Task details. In the material below, the required lines run from the one containing "use vire_core::Result;" through the one containing "fn reset_ast(&mut self);". Copy those lines exactly, ends included, and nothing else.

Listed records.

━━━━

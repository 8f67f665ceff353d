//! Test support: a scripted compiler backend and canned WebAssembly modules
//! targeting the bare host ABI.

pub mod backend;
pub mod modules;

pub use backend::ScriptedBackend;
pub use modules::{counter_module, print_module};

/// Install a fmt subscriber honoring `RUST_LOG`, once per test binary.
pub fn init_tracing() {
    let _ = tracing_subscriber::fmt()
        .with_env_filter(tracing_subscriber::EnvFilter::from_default_env())
        .with_test_writer()
        .try_init();
}
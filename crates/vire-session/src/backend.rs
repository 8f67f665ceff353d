//! Adapter trait for the external source-to-WebAssembly compiler.

use std::future::Future;
use vire_core::Result;

/// The staged API of the external compiler backend.
///
/// One narrow interface covers every host variant; concrete adapters only
/// bridge to whatever embedding the backend ships with. The backend is
/// treated as opaque and already correct: stage methods report success as a
/// plain boolean, and richer diagnostics stay the compiler's concern.
pub trait CompilerBackend: Sized + Send {
    /// Load the backend with an initial source text and target triple.
    ///
    /// Backend loading is the one asynchronous, one-time operation in the
    /// pipeline; everything after it is synchronous. Fails with
    /// [`vire_core::Error::BackendInit`] if the backend cannot be brought up.
    fn load_from_text(
        source: &str,
        target: &str,
    ) -> impl Future<Output = Result<Self>> + Send;

    /// Replace the source text under compilation.
    fn set_source_code(&mut self, source: &str);

    /// Discard any syntax tree built from a previous source.
    fn reset_ast(&mut self);

    /// Lexical and syntactic analysis.
    fn parse_source_module(&mut self) -> bool;

    /// Semantic checks over the parsed module.
    fn verify_source_module(&mut self) -> bool;

    /// Code generation. `options` and `flag` are opaque pass-through
    /// configuration defined entirely by the backend.
    fn compile_source_module(&mut self, options: &str, flag: bool) -> bool;

    /// The compiled module, as an owned buffer of known length.
    ///
    /// Only meaningful after a successful compile; callers gate on the
    /// session's stage status before asking.
    fn byte_output(&self) -> Vec<u8>;
}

━━━━

Answer section.
use vire_core::Result;

/// The staged API of the external compiler backend.
///
/// One narrow interface covers every host variant; concrete adapters only
/// bridge to whatever embedding the backend ships with. The backend is
/// treated as opaque and already correct: stage methods report success as a
/// plain boolean, and richer diagnostics stay the compiler's concern.
pub trait CompilerBackend: Sized + Send {
    /// Load the backend with an initial source text and target triple.
    ///
    /// Backend loading is the one asynchronous, one-time operation in the
    /// pipeline; everything after it is synchronous. Fails with
    /// [`vire_core::Error::BackendInit`] if the backend cannot be brought up.
    fn load_from_text(
        source: &str,
        target: &str,
    ) -> impl Future<Output = Result<Self>> + Send;

    /// Replace the source text under compilation.
    fn set_source_code(&mut self, source: &str);

    /// Discard any syntax tree built from a previous source.
    fn reset_ast(&mut self);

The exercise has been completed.